This was fun, thought Ford, giving Colin a friendly pat. Colin was about the first genuinely useful robot Ford had ever encountered. Colin bobbed along in the air in front of him in a lather of cheerful ecstasy. Ford was glad he'd named him after a dog.

He was highly tempted just to leave at that point and hope for the best, but he knew that the best had a far greater chance of actually occurring if Harl did not discover that his Ident-i-Eeze was missing. He had somehow, surreptitiously, to return it.

They went to the express elevators.

"Hi," said the elevator they got into.

"Hi," said Ford.

"Where can I take you folks today?" said the elevator.

"Floor 23," said Ford.

"Seems to be a popular floor today," said the elevator.

"Hmm," thought Ford, not liking the sound of that at all. The elevator lit up the twenty-third floor on its floor display and started to zoom upwards. Something about the floor display tweaked at Ford's mind but he couldn't catch what it was and forgot about it. He was more worried about the idea of the floor he was going to being a popular one. He hadn't really thought through how he was going to deal with whatever it was that was happening up there because he had no idea what he was going to find. He would just have to busk it.

They were there.

The doors slid open.

Ominous quiet.

Empty corridor.

There was the door to Harl's office, with a slight layer of dust around it. Ford knew that this dust consisted of billions of tiny molecular robots that had crawled out of the woodwork, built each other, rebuilt the door , disassembled each other and then crept back into the woodwork again and just waited for damage. Ford wondered what kind of life that was, but not for long because he was a lot more concerned about what his own life was like at that moment.

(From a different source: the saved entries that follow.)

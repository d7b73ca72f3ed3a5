//! Item domain model.
//!
//! This module defines the core types for a unit of work submitted for
//! priority-ordered processing:
//!
//! - `Item`: the aggregate owned by the item store
//! - `ItemId`: opaque 128-bit identifier
//! - `Priority`: integer priority in [1, 5], 5 is highest
//! - `ItemStatus` / `StatusEvent`: the status state machine
//!
//! Status transitions are modeled as a pure state machine: an event applied
//! to a status either yields the next status or fails with
//! `ItemError::InvalidTransition`. The `Item` methods consult the state
//! machine, stamp the transition timestamps, and increment `version`, so a
//! subsequent save is a plain data operation.

use chrono::{DateTime, Duration as ChronoDuration, Utc};
use serde::{Deserialize, Serialize};
use std::time::Duration;
use thiserror::Error;
use uuid::Uuid;

pub mod memory;
pub mod postgres;
pub mod store;

pub use memory::MemoryItemStore;
pub use postgres::PostgresItemStore;
pub use store::{ItemStore, StoreError};

/// Errors raised by the item domain guards.
#[derive(Debug, Error, PartialEq, Eq)]
pub enum ItemError {
    #[error("item title cannot be empty")]
    EmptyTitle,

    #[error("item group cannot be empty")]
    EmptyGroup,

    #[error("item audience cannot be empty")]
    EmptyAudience,

    #[error("priority must be between {min} and {max}, got {value}", min = Priority::MIN, max = Priority::MAX)]
    InvalidPriority { value: i64 },

    #[error("invalid status transition from '{from}' on event '{event}'")]
    InvalidTransition { from: ItemStatus, event: StatusEvent },

    #[error("no transition leads to status '{target}'")]
    InvalidTarget { target: ItemStatus },

    #[error("cannot change priority while status is '{status}'")]
    PriorityLocked { status: ItemStatus },

    #[error("unknown status '{0}'")]
    UnknownStatus(String),
}

/// Opaque identifier for an item, unique across the system.
#[derive(Debug, Clone, Copy, PartialEq, Eq, Hash, Serialize, Deserialize)]
#[serde(transparent)]
pub struct ItemId(Uuid);

impl ItemId {
    /// Generates a fresh random id.
    pub fn new() -> Self {
        Self(Uuid::new_v4())
    }

    /// Parses an id from its string form.
    pub fn parse(s: &str) -> Result<Self, uuid::Error> {
        Ok(Self(Uuid::parse_str(s)?))
    }

    /// Returns the underlying uuid.
    pub fn as_uuid(&self) -> Uuid {
        self.0
    }
}

impl Default for ItemId {
    fn default() -> Self {
        Self::new()
    }
}

impl From<Uuid> for ItemId {
    fn from(value: Uuid) -> Self {
        Self(value)
    }
}

impl std::fmt::Display for ItemId {
    fn fmt(&self, f: &mut std::fmt::Formatter<'_>) -> std::fmt::Result {
        write!(f, "{}", self.0)
    }
}

/// Item priority in [1, 5]; 5 is dispatched first.
#[derive(
    Debug, Clone, Copy, PartialEq, Eq, PartialOrd, Ord, Hash, Serialize, Deserialize,
)]
#[serde(transparent)]
pub struct Priority(u8);

impl Priority {
    pub const MIN: u8 = 1;
    pub const MAX: u8 = 5;

    pub const LOW: Priority = Priority(1);
    pub const NORMAL: Priority = Priority(3);
    pub const HIGH: Priority = Priority(5);

    /// Validates and constructs a priority.
    pub fn new(value: impl Into<i64>) -> Result<Self, ItemError> {
        let value = value.into();
        if (Self::MIN as i64..=Self::MAX as i64).contains(&value) {
            Ok(Self(value as u8))
        } else {
            Err(ItemError::InvalidPriority { value })
        }
    }

    /// Returns the numeric level.
    pub fn level(&self) -> u8 {
        self.0
    }

    /// Returns this priority raised by `boost` levels, saturating at the
    /// maximum.
    pub fn boosted(&self, boost: u8) -> Priority {
        Priority(self.0.saturating_add(boost).min(Self::MAX))
    }

    /// Iterates every valid priority level, lowest first.
    pub fn all() -> impl Iterator<Item = Priority> {
        (Self::MIN..=Self::MAX).map(Priority)
    }
}

impl std::fmt::Display for Priority {
    fn fmt(&self, f: &mut std::fmt::Formatter<'_>) -> std::fmt::Result {
        write!(f, "{}", self.0)
    }
}

/// Lifecycle status of an item.
#[derive(Debug, Clone, Copy, PartialEq, Eq, Hash, Serialize, Deserialize)]
#[serde(rename_all = "lowercase")]
pub enum ItemStatus {
    /// Waiting in the queue.
    Queued,
    /// Claimed by a worker.
    Processing,
    /// Finished successfully.
    Completed,
    /// Finished with an error, timeout, or cancellation.
    Failed,
}

impl ItemStatus {
    pub fn as_str(&self) -> &'static str {
        match self {
            ItemStatus::Queued => "queued",
            ItemStatus::Processing => "processing",
            ItemStatus::Completed => "completed",
            ItemStatus::Failed => "failed",
        }
    }

    pub fn parse(s: &str) -> Result<Self, ItemError> {
        match s {
            "queued" => Ok(ItemStatus::Queued),
            "processing" => Ok(ItemStatus::Processing),
            "completed" => Ok(ItemStatus::Completed),
            "failed" => Ok(ItemStatus::Failed),
            other => Err(ItemError::UnknownStatus(other.to_string())),
        }
    }

    /// Terminal statuses never transition again.
    pub fn is_terminal(&self) -> bool {
        matches!(self, ItemStatus::Completed | ItemStatus::Failed)
    }
}

impl std::fmt::Display for ItemStatus {
    fn fmt(&self, f: &mut std::fmt::Formatter<'_>) -> std::fmt::Result {
        write!(f, "{}", self.as_str())
    }
}

/// Events accepted by the status state machine.
#[derive(Debug, Clone, Copy, PartialEq, Eq)]
pub enum StatusEvent {
    Start,
    Complete,
    Fail,
}

impl std::fmt::Display for StatusEvent {
    fn fmt(&self, f: &mut std::fmt::Formatter<'_>) -> std::fmt::Result {
        let s = match self {
            StatusEvent::Start => "start",
            StatusEvent::Complete => "complete",
            StatusEvent::Fail => "fail",
        };
        write!(f, "{}", s)
    }
}

impl StatusEvent {
    /// Returns the event that would move an item into `target`, if any.
    /// There is no event back to `Queued`.
    pub fn leading_to(target: ItemStatus) -> Option<StatusEvent> {
        match target {
            ItemStatus::Queued => None,
            ItemStatus::Processing => Some(StatusEvent::Start),
            ItemStatus::Completed => Some(StatusEvent::Complete),
            ItemStatus::Failed => Some(StatusEvent::Fail),
        }
    }
}

/// The pure transition function: QUEUED → PROCESSING → {COMPLETED, FAILED}.
///
/// No other edges exist; in particular nothing returns to QUEUED and
/// terminal statuses accept no events.
pub fn transition(from: ItemStatus, event: StatusEvent) -> Result<ItemStatus, ItemError> {
    match (from, event) {
        (ItemStatus::Queued, StatusEvent::Start) => Ok(ItemStatus::Processing),
        (ItemStatus::Processing, StatusEvent::Complete) => Ok(ItemStatus::Completed),
        (ItemStatus::Processing, StatusEvent::Fail) => Ok(ItemStatus::Failed),
        _ => Err(ItemError::InvalidTransition { from, event }),
    }
}

/// A unit of work submitted for priority-ordered processing.
///
/// The item store is the record of truth for this aggregate; the queue holds
/// only the id and a derived ordering score.
#[derive(Debug, Clone, PartialEq, Serialize, Deserialize)]
pub struct Item {
    /// Unique identifier, assigned at creation.
    pub id: ItemId,
    /// Human-readable title.
    pub title: String,
    /// Group tag used as a selector for bulk operations.
    pub group: String,
    /// Audience tags.
    pub audience: Vec<String>,
    /// Current priority; mutable only while queued.
    pub priority: Priority,
    /// Wait threshold past which the item counts as starving.
    #[serde(with = "duration_secs")]
    pub max_wait: Duration,
    /// Lifecycle status.
    pub status: ItemStatus,
    /// Creation timestamp.
    pub created_at: DateTime<Utc>,
    /// Set when a worker claims the item.
    pub processing_started_at: Option<DateTime<Utc>>,
    /// Set when the item reaches a terminal status.
    pub processed_at: Option<DateTime<Utc>>,
    /// Optimistic-concurrency version; increments on every mutation.
    pub version: i64,
}

impl Item {
    /// Creates a new queued item, validating the descriptive fields.
    pub fn new(
        title: impl Into<String>,
        group: impl Into<String>,
        audience: Vec<String>,
        priority: Priority,
        max_wait: Duration,
    ) -> Result<Self, ItemError> {
        let title = title.into();
        let group = group.into();

        if title.is_empty() {
            return Err(ItemError::EmptyTitle);
        }
        if group.is_empty() {
            return Err(ItemError::EmptyGroup);
        }
        if audience.is_empty() {
            return Err(ItemError::EmptyAudience);
        }

        Ok(Self {
            id: ItemId::new(),
            title,
            group,
            audience,
            priority,
            max_wait,
            status: ItemStatus::Queued,
            created_at: Utc::now(),
            processing_started_at: None,
            processed_at: None,
            version: 1,
        })
    }

    /// Marks the item as claimed by a worker.
    pub fn start_processing(&mut self) -> Result<(), ItemError> {
        self.status = transition(self.status, StatusEvent::Start)?;
        self.processing_started_at = Some(Utc::now());
        self.version += 1;
        Ok(())
    }

    /// Marks the item as successfully processed.
    pub fn complete_processing(&mut self) -> Result<(), ItemError> {
        self.status = transition(self.status, StatusEvent::Complete)?;
        self.processed_at = Some(Utc::now());
        self.version += 1;
        Ok(())
    }

    /// Marks the item as failed.
    pub fn fail_processing(&mut self) -> Result<(), ItemError> {
        self.status = transition(self.status, StatusEvent::Fail)?;
        self.processed_at = Some(Utc::now());
        self.version += 1;
        Ok(())
    }

    /// Changes the priority. Only permitted while the item is queued.
    pub fn change_priority(&mut self, new_priority: Priority) -> Result<(), ItemError> {
        if self.status != ItemStatus::Queued {
            return Err(ItemError::PriorityLocked {
                status: self.status,
            });
        }
        self.priority = new_priority;
        self.version += 1;
        Ok(())
    }

    /// How long the item waited before processing started, or has been
    /// waiting so far if it is still queued.
    pub fn wait_time(&self) -> Duration {
        let waited = match self.processing_started_at {
            Some(started) => started - self.created_at,
            None => Utc::now() - self.created_at,
        };
        waited.max(ChronoDuration::zero()).to_std().unwrap_or(Duration::ZERO)
    }

    /// A queued item whose wait time exceeds its threshold is starving.
    pub fn is_starving(&self) -> bool {
        self.status == ItemStatus::Queued && self.wait_time() > self.max_wait
    }
}

/// Serde helper: durations persisted as whole seconds.
mod duration_secs {
    use serde::{Deserialize, Deserializer, Serializer};
    use std::time::Duration;

    pub fn serialize<S: Serializer>(d: &Duration, ser: S) -> Result<S::Ok, S::Error> {
        ser.serialize_u64(d.as_secs())
    }

    pub fn deserialize<'de, D: Deserializer<'de>>(de: D) -> Result<Duration, D::Error> {
        let secs = u64::deserialize(de)?;
        Ok(Duration::from_secs(secs))
    }
}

He took a deep breath and started his run.

Chapter 9

Arthur felt at a bit of a loss. There was a whole Galaxy of stuff out there for him, and he wondered if it was churlish of him to complain to himself that it lacked just two things: the world he was born on and the woman he loved.

Damn it and blast it, he thought, and felt the need of some guidance and advice. He consulted the Hitch Hiker's Guide to the Galaxy. He looked up "guidance" and it said "See under ADVICE'. He looked up "advice" and it said "see under GUIDANCE'. It had been doing a lot of that kind of stuff recently and he wondered if it was all it was cracked up to be.

He headed to the outer Eastern Rim of the Galaxy where, it was said, wisdom and truth were to be found, most particularly on the planet Hawalius, which was a planet of oracles and seers and soothsayers and also take-away pizza shops, because most mystics were completely incapable of cooking for themselves.

However it appeared that some sort of calamity had befallen this planet. As Arthur wandered the streets of the village where the major prophets lived, it had something of a crestfallen air. He came across one prophet who was clearly shutting up shop in a despondent kind of way and asked him what was happening.

"No call for us any more," he said gruffly as he started to bang a nail into the plank he was holding across the window of his hovel.

"Oh? Why's that?'

"Hold on to the other end of this and I'll show you.'

Arthur held up the unnailed end of the plank and the old prophet scuttled into the recesses of his hovel, returning a moment or two later with a small Sub-Etha radio. He turned it on, fiddled with the dial for a moment and put the thing on the small wooden bench that he usually sat and prophesied on. He then took hold of the plank again and resumed hammering.

Arthur sat and listened to the radio.

" confirmed," said the radio.

"Tomorrow," it continued, "the Vice-President of Poffla Vigus, Roopy Ga Stip, will announce that he intends to run for President. In a speech he will give tomorrow at..."

"Find another channel," said the prophet. Arthur pushed the preset button.

"...refused to Comment," said the radio. "Next week's jobless totals in the Zabush sector, it continued, "will be the worst since records began. A report published next month says..."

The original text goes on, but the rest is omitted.